Après un millésime 2017 très hétérogène, un millésime 2018 exceptionnel, l’année 2019 semble prendre des atours inédits et jouer avec les nerfs des vignerons à qui le réchauffement climatique impose une grande disponibilité et une vigilance de tous les instants.
Ainsi, 2019 à Bordeaux, a été une difficile équation à résoudre, comprenant de multiples inconnues.
Première d’entre elles, la floraison. Sous un temps relativement frais et pluvieux, ce stade primordial de la vigne ne s’est pas déroulé sous les meilleurs auspices. S’étalant dans le temps, la pluie a engendré de la coulure (avortement de la fleur de vigne), mais également du millerandage (fécondation imparfaite qui donne des petits fruits et des maturités hétérogènes). Le vigneron, sans connaitre ni le rendement ni la qualité, devait donc se mettre en ordre de bataille pour prévoir des passages successifs et l’élimination des baies gênantes.
Puis vint, en deuxième inconnue, dès fin juin/début juillet, la canicule. Alors que le temps n’avait pas été très clément, la météorologie a changé radicalement pour passer vers un ciel bleu avec des températures très importantes, notamment en juillet, faisant de 2019 l’une des années les plus chaudes de la décennie. Cette canicule, couplée à un manque d’eau (même si le 25 juillet quelque 25 millimètres d’eau tombèrent) a commencé à faire souffrir les vignes les moins bien préparées et les terroirs les moins bien exposés. Certaines vignes (notamment les plus jeunes) ont subi des défoliations ou des stress hydriques, sans que cela ne soit la norme. Plus que jamais, les stratégies viticoles vont impacter le millésime. D’ailleurs, il y a eu de la grillure, le soleil ayant brulé certaines faces de grappes, voire certaines grappes. N’oublions jamais que la feuille de vigne est là pour protéger les raisins et abrite la photosynthèse…
L’été s’est engagé sur la véraison, troisième inconnue de ce millésime. Du fait d’une floraison complexe avec de la coulure et du millerandage, les baies n’ont pas eu le même cheminement homogène tout au long du processus. Un simple tour dans les vignes au mois d’aout suffit à voir des baies totalement vertes au milieu d’une grappe déjà totalement rouge. Cette différence de maturité est ineffaçable. On comprend désormais le risque de se retrouver avec une quantité non négligeable de raisins imparfaitement murs. Fort heureusement, les vignerons attentifs, au lieu de se tremper les pieds sur les plages ensablées de l’arc Ferret-Capien, étaient dans le vignoble pour éliminer et préserver la vigne des fortes chaleurs.

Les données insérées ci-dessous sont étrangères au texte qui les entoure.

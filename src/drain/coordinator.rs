//! Quiescence coordinator for tracked operations.
//!
//! Counts in-flight operations, refuses new ones once shutdown begins, and
//! fires a one-shot signal when shutdown has begun and the count is zero.

use std::future::Future;
use std::sync::{Arc, Mutex, MutexGuard};

use tokio::sync::watch;

use crate::drain::deadline::Deadline;
use crate::drain::error::DrainError;
use crate::drain::guard::ActiveGuard;

/// Counter state. Only ever touched under the coordinator lock.
#[derive(Debug, Default)]
struct DrainState {
    active: usize,
    shutdown_requested: bool,
    quiescent: bool,
}

struct Inner {
    state: Mutex<DrainState>,
    // Flips to true exactly once, under the state lock
    quiescent_tx: watch::Sender<bool>,
}

/// Shared handle to one drain coordinator.
///
/// Cloning is cheap and every clone refers to the same counter. Create one per
/// application and hand clones to the wrappers and to the shutdown path.
///
/// Admission is reject-on-shutdown: once [`begin_shutdown`](Self::begin_shutdown)
/// has run, [`try_enter`](Self::try_enter) always returns false, so nothing new
/// starts during the drain.
///
/// Only the tracked operations themselves are observed. A connection that stays
/// in use after its handler returned counts as finished.
#[derive(Clone)]
pub struct Coordinator {
    inner: Arc<Inner>,
}

impl Coordinator {
    /// Create a coordinator with nothing in flight
    pub fn new() -> Self {
        let (quiescent_tx, _) = watch::channel(false);
        Self {
            inner: Arc::new(Inner {
                state: Mutex::new(DrainState::default()),
                quiescent_tx,
            }),
        }
    }

    fn lock(&self) -> MutexGuard<'_, DrainState> {
        // The state is plain counters; a panic elsewhere cannot leave it torn
        self.inner.state.lock().unwrap_or_else(|e| e.into_inner())
    }

    fn fire(&self, state: &mut DrainState) {
        if !state.quiescent {
            state.quiescent = true;
            self.inner.quiescent_tx.send_replace(true);
        }
    }

    /// Admit one operation unless shutdown has begun.
    ///
    /// Every `true` must be paired with exactly one [`exit`](Self::exit).
    /// Prefer [`enter`](Self::enter), which pairs them for you.
    pub fn try_enter(&self) -> bool {
        let mut state = self.lock();
        if state.shutdown_requested {
            return false;
        }
        state.active += 1;
        true
    }

    /// Mark one admitted operation as finished.
    pub fn exit(&self) {
        let mut state = self.lock();
        debug_assert!(state.active > 0, "exit() without a matching try_enter()");
        state.active = state.active.saturating_sub(1);
        if state.shutdown_requested && state.active == 0 {
            self.fire(&mut state);
        }
    }

    /// Admit one operation and return a guard that exits when dropped.
    ///
    /// Returns `None` once shutdown has begun.
    pub fn enter(&self) -> Option<ActiveGuard> {
        self.try_enter().then(|| ActiveGuard::new(self.clone()))
    }

    /// Run `fut` as a tracked operation.
    ///
    /// The exit runs when `fut` completes, panics, or is dropped unfinished.
    pub async fn track<F: Future>(&self, fut: F) -> Result<F::Output, DrainError> {
        let Some(_guard) = self.enter() else {
            return Err(DrainError::Rejected);
        };
        Ok(fut.await)
    }

    /// Stop admitting operations. Idempotent.
    ///
    /// Fires the quiescent signal right away when nothing is in flight.
    pub fn begin_shutdown(&self) {
        let mut state = self.lock();
        state.shutdown_requested = true;
        if state.active == 0 {
            self.fire(&mut state);
        }
    }

    /// Begin shutdown and wait until every admitted operation has exited.
    ///
    /// A failed wait does not consume anything; call this again (or
    /// [`wait_quiescent`](Self::wait_quiescent)) with a later deadline to keep
    /// waiting.
    pub async fn shutdown(&self, deadline: Deadline) -> Result<(), DrainError> {
        self.begin_shutdown();
        self.wait_quiescent(deadline).await
    }

    /// Wait for the quiescent signal without beginning shutdown.
    pub async fn wait_quiescent(&self, deadline: Deadline) -> Result<(), DrainError> {
        let mut quiescent_rx = self.inner.quiescent_tx.subscribe();
        deadline
            .run(async move {
                // The sender lives as long as `self`, so this cannot see a
                // closed channel; treat it as quiescent if it ever does.
                let _ = quiescent_rx.wait_for(|quiescent| *quiescent).await;
            })
            .await
    }

    /// Number of operations currently in flight
    pub fn active_count(&self) -> usize {
        self.lock().active
    }

    /// Whether shutdown has begun
    pub fn is_shutdown_requested(&self) -> bool {
        self.lock().shutdown_requested
    }

    /// Whether the quiescent signal has fired
    pub fn is_quiescent(&self) -> bool {
        self.lock().quiescent
    }
}

impl Default for Coordinator {
    fn default() -> Self {
        Self::new()
    }
}

impl std::fmt::Debug for Coordinator {
    fn fmt(&self, f: &mut std::fmt::Formatter<'_>) -> std::fmt::Result {
        let state = self.lock();
        f.debug_struct("Coordinator")
            .field("active", &state.active)
            .field("shutdown_requested", &state.shutdown_requested)
            .field("quiescent", &state.quiescent)
            .finish()
    }
}
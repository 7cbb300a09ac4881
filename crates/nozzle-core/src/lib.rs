//! Nozzle Generator Core
//!
//! This crate contains the nozzle-specific logic:
//! - NozzleParameters: the dimension record and its validation
//! - PresetRegistry: named built-in nozzles
//! - GeneratorOptions: wall layers and drawing settings
//! - SketchGenerator: draws the four offset profiles onto a sketch surface
//! - NozzleCommand: interactive command lifecycle

pub mod command;
pub mod constants;
pub mod error;
pub mod generator;
pub mod geometry;
pub mod options;
pub mod parameters;
pub mod presets;

mod persist;

pub use command::{CommandError, CommandInput, CommandResult, CommandState, NozzleCommand};
pub use constants::*;
pub use error::{FileError, NozzleError, NozzleResult};
pub use generator::{GenerationReport, ProfileReport, SketchGenerator};
pub use geometry::{angular_label_position, distance_label_position, exit_angle_degrees};
pub use options::{GeneratorOptions, WallLayers};
pub use parameters::{NozzleParameters, ParameterField};
pub use presets::{PresetRegistry, default_nozzle};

Depuis plusieurs années, les conditions climatiques de fin d’été permettent de réaliser de très beaux millésimes à Bordeaux. Cette année n’y échappera pas. Toutefois, pour toutes les raisons que nous venons d’évoquer, force est de constater que les terroirs ont des réactions différentes. Au sein d’une même propriété, les maturités sont différentes selon l’exposition, le terroir, mais également le porte-greffe ou la charge sur pied et ce millésime, de par sa spécificité, augmente cet écart.
Les vignerons ont dû alors faire face à une nouvelle et quatrième inconnue, la date de ramassage. Alors que certains avaient la sapience nécessaire pour définir une date de vendange à 15 jours, et toujours depuis les rives ensablées du Bassin d’Arcachon, d’autres étaient dans le vignoble pour gouter tous les matins et enclencher les ramassages selon la date optimale. Il est aujourd’hui une mode d’opposer les tenants d’une maturité précoce aux adeptes d’une maturité tardive. Préférons le terme de « maturité juste » pour évoquer la nécessaire adaptation à chaque vignoble, à chaque terroir, mais aussi pour laisser aux vignerons prenant des risques la responsabilité de ces derniers. Tôt ou tard, peu importe, seule la qualité du vin guidera la réalité de l’instant.

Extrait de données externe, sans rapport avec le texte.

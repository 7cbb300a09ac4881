//! Sketch audit
//!
//! Structural checks over a recorded sketch: entity and constraint counts,
//! constraints that point at missing entities, and tangencies that involve
//! construction geometry.

use std::collections::BTreeMap;

use serde::Serialize;
use uuid::Uuid;

use super::{Sketch, SketchConstraint, SketchEntity};

/// Summary of a recorded sketch
#[derive(Debug, Clone, Default, PartialEq, Eq, Serialize)]
pub struct SketchAudit {
    /// Number of points, origin included
    pub points: usize,
    /// Number of real lines
    pub lines: usize,
    /// Number of construction lines
    pub construction_lines: usize,
    /// Number of arcs
    pub arcs: usize,
    /// Constraint count per constraint type
    pub constraints: BTreeMap<&'static str, usize>,
    /// Constraints referencing entities that do not exist
    pub dangling: Vec<Uuid>,
    /// Tangent constraints that involve a construction line
    pub construction_tangents: Vec<Uuid>,
}

impl SketchAudit {
    /// Audit a sketch
    pub fn of(sketch: &Sketch) -> Self {
        let mut audit = Self::default();

        for entity in sketch.entities_iter() {
            match entity {
                SketchEntity::Point { .. } => audit.points += 1,
                SketchEntity::Line {
                    construction: true, ..
                } => audit.construction_lines += 1,
                SketchEntity::Line { .. } => audit.lines += 1,
                SketchEntity::Arc { .. } => audit.arcs += 1,
            }
        }

        for constraint in sketch.constraints_iter() {
            *audit.constraints.entry(constraint.type_name()).or_default() += 1;

            if constraint
                .referenced_entities()
                .iter()
                .any(|id| sketch.get_entity(*id).is_none())
            {
                audit.dangling.push(constraint.id());
            }

            if let SketchConstraint::Tangent { curve1, curve2, .. } = constraint {
                let touches_construction = [curve1, curve2].into_iter().any(|id| {
                    sketch
                        .get_entity(*id)
                        .is_some_and(SketchEntity::is_construction)
                });
                if touches_construction {
                    audit.construction_tangents.push(constraint.id());
                }
            }
        }

        audit
    }

    /// Number of constraints of a given type name
    pub fn count_of(&self, type_name: &str) -> usize {
        self.constraints.get(type_name).copied().unwrap_or(0)
    }

    /// Total number of constraints
    pub fn total_constraints(&self) -> usize {
        self.constraints.values().sum()
    }

    /// Whether no structural problem was found
    pub fn is_clean(&self) -> bool {
        self.dangling.is_empty() && self.construction_tangents.is_empty()
    }
}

En résumé, 2019 est un millésime de présence au vignoble et de bon sens paysan. Les quatre inconnues forment une équation difficile que seul un facteur commun peut amoindrir : le bon sens paysan retranscrit par une présence accrue dans la vigne et le savoir-faire vigneron qui manque malheureusement encore à certains.
En matière de qualité, il est bien sûr trop tôt pour annoncer des vérités. Mais la dégustation de nombreux premiers jus, l’éclat du fruit, la prise de couleur et la densité qui arrivent très rapidement cette année sont des indicateurs positifs. 2019 pourrait être aussi impressionnant que 2018, c’est peu dire. Et parce qu’il faut, à l’instar de ce millésime et des vignerons, prendre quelques risques, gageons que certaines propriétés pourraient se rapprocher très fortement de 2018 et pour certaines le dépasser. L’apprentissage est aussi affaire de temps.